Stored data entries
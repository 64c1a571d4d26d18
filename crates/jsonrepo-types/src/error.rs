use thiserror::Error;

/// Errors produced by type operations.
#[derive(Debug, Error, PartialEq, Eq)]
pub enum TypeError {
    #[error("invalid entity id: {0}")]
    InvalidId(String),
}
//! The flush gate: staged buffers, the `flushing` latch, and the rules for
//! who may run a flush.
//!
//! One flush runs at a time per store. A flush requested from another
//! thread or task while one is active waits for it to finish and then runs
//! its own merge, so the caller always sees its own staged changes. A flush
//! requested from inside the active flush (a read hook that calls back into
//! the store, for example) cannot wait for itself and is skipped instead.
//!
//! "Inside" is tracked per store ID: a thread-local stack for blocking
//! flushes and a task-local stack for awaitable ones.

use std::cell::RefCell;
use std::future::Future;
use std::path::{Path, PathBuf};
use std::pin::pin;
use std::sync::atomic::{AtomicU64, Ordering};
use std::sync::{Condvar, Mutex, MutexGuard, PoisonError};

use jsonrepo_types::Entity;
use tokio::sync::Notify;
use tracing::debug;

use crate::pending::PendingChanges;

static NEXT_GATE_ID: AtomicU64 = AtomicU64::new(1);

thread_local! {
    static THREAD_FLUSHES: RefCell<Vec<u64>> = const { RefCell::new(Vec::new()) };
}

tokio::task_local! {
    static TASK_FLUSHES: Vec<u64>;
}

fn lock<S>(mutex: &Mutex<S>) -> MutexGuard<'_, S> {
    // Staging never fails: recover the buffers from a poisoned lock.
    mutex.lock().unwrap_or_else(PoisonError::into_inner)
}

struct GateState<T> {
    pending: PendingChanges<T>,
    flushing: bool,
}

/// Serializes the flushes of one store.
pub(crate) struct FlushGate<T> {
    id: u64,
    path: PathBuf,
    state: Mutex<GateState<T>>,
    idle: Condvar,
    idle_async: Notify,
}

impl<T: Entity> FlushGate<T> {
    pub(crate) fn new(path: &Path) -> Self {
        Self {
            id: NEXT_GATE_ID.fetch_add(1, Ordering::Relaxed),
            path: path.to_path_buf(),
            state: Mutex::new(GateState {
                pending: PendingChanges::new(),
                flushing: false,
            }),
            idle: Condvar::new(),
            idle_async: Notify::new(),
        }
    }

    /// Run `f` against the live buffers under the lock.
    pub(crate) fn with_pending<R>(&self, f: impl FnOnce(&mut PendingChanges<T>) -> R) -> R {
        f(&mut lock(&self.state).pending)
    }

    /// Whether the caller is running inside this gate's active flush.
    pub(crate) fn is_nested(&self) -> bool {
        let on_thread = THREAD_FLUSHES.with(|ids| ids.borrow().contains(&self.id));
        on_thread
            || TASK_FLUSHES
                .try_with(|ids| ids.contains(&self.id))
                .unwrap_or(false)
    }

    /// Claim the flush, blocking while another caller holds it.
    ///
    /// `None` for a nested call.
    pub(crate) fn claim(&self) -> Option<FlushTicket<'_, T>> {
        if self.is_nested() {
            return None;
        }
        let mut state = lock(&self.state);
        if state.flushing {
            debug!(path = %self.path.display(), "waiting for the active flush");
        }
        while state.flushing {
            state = self
                .idle
                .wait(state)
                .unwrap_or_else(PoisonError::into_inner);
        }
        Some(self.start(state, Some(ThreadMarker::enter(self.id))))
    }

    /// Awaitable [`claim`](Self::claim).
    ///
    /// The returned ticket must be used inside [`scope`](Self::scope) so
    /// that nested calls made by the flush are recognised.
    pub(crate) async fn claim_async(&self) -> Option<FlushTicket<'_, T>> {
        if self.is_nested() {
            return None;
        }
        loop {
            // Register before looking at the latch so a release between
            // the check and the await still wakes us.
            let mut released = pin!(self.idle_async.notified());
            released.as_mut().enable();
            {
                let state = lock(&self.state);
                if !state.flushing {
                    return Some(self.start(state, None));
                }
            }
            debug!(path = %self.path.display(), "waiting for the active flush");
            released.await;
        }
    }

    /// Run `fut` marked as inside this gate's flush for the current task.
    pub(crate) async fn scope<F: Future>(&self, fut: F) -> F::Output {
        let mut ids = TASK_FLUSHES.try_with(Vec::clone).unwrap_or_default();
        ids.push(self.id);
        TASK_FLUSHES.scope(ids, fut).await
    }

    fn start(
        &self,
        mut state: MutexGuard<'_, GateState<T>>,
        marker: Option<ThreadMarker>,
    ) -> FlushTicket<'_, T> {
        state.flushing = true;
        let batch = state.pending.clone();
        FlushTicket {
            gate: self,
            batch,
            _marker: marker,
        }
    }
}

/// Marks the current thread as inside a blocking flush until dropped.
struct ThreadMarker {
    id: u64,
}

impl ThreadMarker {
    fn enter(id: u64) -> Self {
        THREAD_FLUSHES.with(|ids| ids.borrow_mut().push(id));
        Self { id }
    }
}

impl Drop for ThreadMarker {
    fn drop(&mut self) {
        THREAD_FLUSHES.with(|ids| {
            let mut ids = ids.borrow_mut();
            if let Some(pos) = ids.iter().rposition(|&id| id == self.id) {
                ids.remove(pos);
            }
        });
    }
}

/// Proof that this caller owns the active flush.
///
/// Dropping the ticket clears the latch and wakes every waiter, including
/// when the flush fails part way or its future is dropped.
pub(crate) struct FlushTicket<'a, T> {
    gate: &'a FlushGate<T>,
    batch: PendingChanges<T>,
    _marker: Option<ThreadMarker>,
}

impl<'a, T: Entity> FlushTicket<'a, T> {
    /// The staged changes copied when the flush was claimed.
    pub(crate) fn batch(&self) -> &PendingChanges<T> {
        &self.batch
    }

    /// Remove the applied items from the live buffers.
    ///
    /// Returns `false` if the buffers were discarded while the flush ran;
    /// everything staged since then is kept.
    pub(crate) fn complete(self) -> bool {
        lock(&self.gate.state).pending.drain_applied(&self.batch)
    }
}

impl<'a, T> Drop for FlushTicket<'a, T> {
    fn drop(&mut self) {
        lock(&self.gate.state).flushing = false;
        self.gate.idle.notify_all();
        self.gate.idle_async.notify_waiters();
    }
}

**Exercise description**. Copy every line of the records above exactly.

**Exercise answer**.
repository 64c1a571d4d26d18
filename crates/jsonrepo-types/src/error.rs
use thiserror::Error;

/// Errors produced by type operations.
#[derive(Debug, Error, PartialEq, Eq)]
pub enum TypeError {
    #[error("invalid entity id: {0}")]
    InvalidId(String),
}
//! The flush gate: staged buffers, the `flushing` latch, and the rules for
//! who may run a flush.
//!
//! One flush runs at a time per store. A flush requested from another
//! thread or task while one is active waits for it to finish and then runs
//! its own merge, so the caller always sees its own staged changes. A flush
//! requested from inside the active flush (a read hook that calls back into
//! the store, for example) cannot wait for itself and is skipped instead.
//!
//! "Inside" is tracked per store ID: a thread-local stack for blocking
//! flushes and a task-local stack for awaitable ones.

use std::cell::RefCell;
use std::future::Future;
use std::path::{Path, PathBuf};
use std::pin::pin;
use std::sync::atomic::{AtomicU64, Ordering};
use std::sync::{Condvar, Mutex, MutexGuard, PoisonError};

use jsonrepo_types::Entity;
use tokio::sync::Notify;
use tracing::debug;

use crate::pending::PendingChanges;

static NEXT_GATE_ID: AtomicU64 = AtomicU64::new(1);

thread_local! {
    static THREAD_FLUSHES: RefCell<Vec<u64>> = const { RefCell::new(Vec::new()) };
}

tokio::task_local! {
    static TASK_FLUSHES: Vec<u64>;
}

fn lock<S>(mutex: &Mutex<S>) -> MutexGuard<'_, S> {
    // Staging never fails: recover the buffers from a poisoned lock.
    mutex.lock().unwrap_or_else(PoisonError::into_inner)
}

struct GateState<T> {
    pending: PendingChanges<T>,
    flushing: bool,
}

/// Serializes the flushes of one store.
pub(crate) struct FlushGate<T> {
    id: u64,
    path: PathBuf,
    state: Mutex<GateState<T>>,
    idle: Condvar,
    idle_async: Notify,
}

impl<T: Entity> FlushGate<T> {
    pub(crate) fn new(path: &Path) -> Self {
        Self {
            id: NEXT_GATE_ID.fetch_add(1, Ordering::Relaxed),
            path: path.to_path_buf(),
            state: Mutex::new(GateState {
                pending: PendingChanges::new(),
                flushing: false,
            }),
            idle: Condvar::new(),
            idle_async: Notify::new(),
        }
    }

    /// Run `f` against the live buffers under the lock.
    pub(crate) fn with_pending<R>(&self, f: impl FnOnce(&mut PendingChanges<T>) -> R) -> R {
        f(&mut lock(&self.state).pending)
    }

    /// Whether the caller is running inside this gate's active flush.
    pub(crate) fn is_nested(&self) -> bool {
        let on_thread = THREAD_FLUSHES.with(|ids| ids.borrow().contains(&self.id));
        on_thread
            || TASK_FLUSHES
                .try_with(|ids| ids.contains(&self.id))
                .unwrap_or(false)
    }

    /// Claim the flush, blocking while another caller holds it.
    ///
    /// `None` for a nested call.
    pub(crate) fn claim(&self) -> Option<FlushTicket<'_, T>> {
        if self.is_nested() {
            return None;
        }
        let mut state = lock(&self.state);
        if state.flushing {
            debug!(path = %self.path.display(), "waiting for the active flush");
        }
        while state.flushing {
            state = self
                .idle
                .wait(state)
                .unwrap_or_else(PoisonError::into_inner);
        }
        Some(self.start(state, Some(ThreadMarker::enter(self.id))))
    }

    /// Awaitable [`claim`](Self::claim).
    ///
    /// The returned ticket must be used inside [`scope`](Self::scope) so
    /// that nested calls made by the flush are recognised.
    pub(crate) async fn claim_async(&self) -> Option<FlushTicket<'_, T>> {
        if self.is_nested() {
            return None;
        }
        loop {
            // Register before looking at the latch so a release between
            // the check and the await still wakes us.
            let mut released = pin!(self.idle_async.notified());
            released.as_mut().enable();
            {
                let state = lock(&self.state);
                if !state.flushing {
                    return Some(self.start(state, None));
                }
            }
            debug!(path = %self.path.display(), "waiting for the active flush");
            released.await;
        }
    }

    /// Run `fut` marked as inside this gate's flush for the current task.
    pub(crate) async fn scope<F: Future>(&self, fut: F) -> F::Output {
        let mut ids = TASK_FLUSHES.try_with(Vec::clone).unwrap_or_default();
        ids.push(self.id);
        TASK_FLUSHES.scope(ids, fut).await
    }

    fn start(
        &self,
        mut state: MutexGuard<'_, GateState<T>>,
        marker: Option<ThreadMarker>,
    ) -> FlushTicket<'_, T> {
        state.flushing = true;
        let batch = state.pending.clone();
        FlushTicket {
            gate: self,
            batch,
            _marker: marker,
        }
    }
}

/// Marks the current thread as inside a blocking flush until dropped.
struct ThreadMarker {
    id: u64,
}

impl ThreadMarker {
    fn enter(id: u64) -> Self {
        THREAD_FLUSHES.with(|ids| ids.borrow_mut().push(id));
        Self { id }
    }
}

impl Drop for ThreadMarker {
    fn drop(&mut self) {
        THREAD_FLUSHES.with(|ids| {
            let mut ids = ids.borrow_mut();
            if let Some(pos) = ids.iter().rposition(|&id| id == self.id) {
                ids.remove(pos);
            }
        });
    }
}

/// Proof that this caller owns the active flush.
///
/// Dropping the ticket clears the latch and wakes every waiter, including
/// when the flush fails part way or its future is dropped.
pub(crate) struct FlushTicket<'a, T> {
    gate: &'a FlushGate<T>,
    batch: PendingChanges<T>,
    _marker: Option<ThreadMarker>,
}

impl<'a, T: Entity> FlushTicket<'a, T> {
    /// The staged changes copied when the flush was claimed.
    pub(crate) fn batch(&self) -> &PendingChanges<T> {
        &self.batch
    }

    /// Remove the applied items from the live buffers.
    ///
    /// Returns `false` if the buffers were discarded while the flush ran;
    /// everything staged since then is kept.
    pub(crate) fn complete(self) -> bool {
        lock(&self.gate.state).pending.drain_applied(&self.batch)
    }
}

impl<'a, T> Drop for FlushTicket<'a, T> {
    fn drop(&mut self) {
        lock(&self.gate.state).flushing = false;
        self.gate.idle.notify_all();
        self.gate.idle_async.notify_waiters();
    }
}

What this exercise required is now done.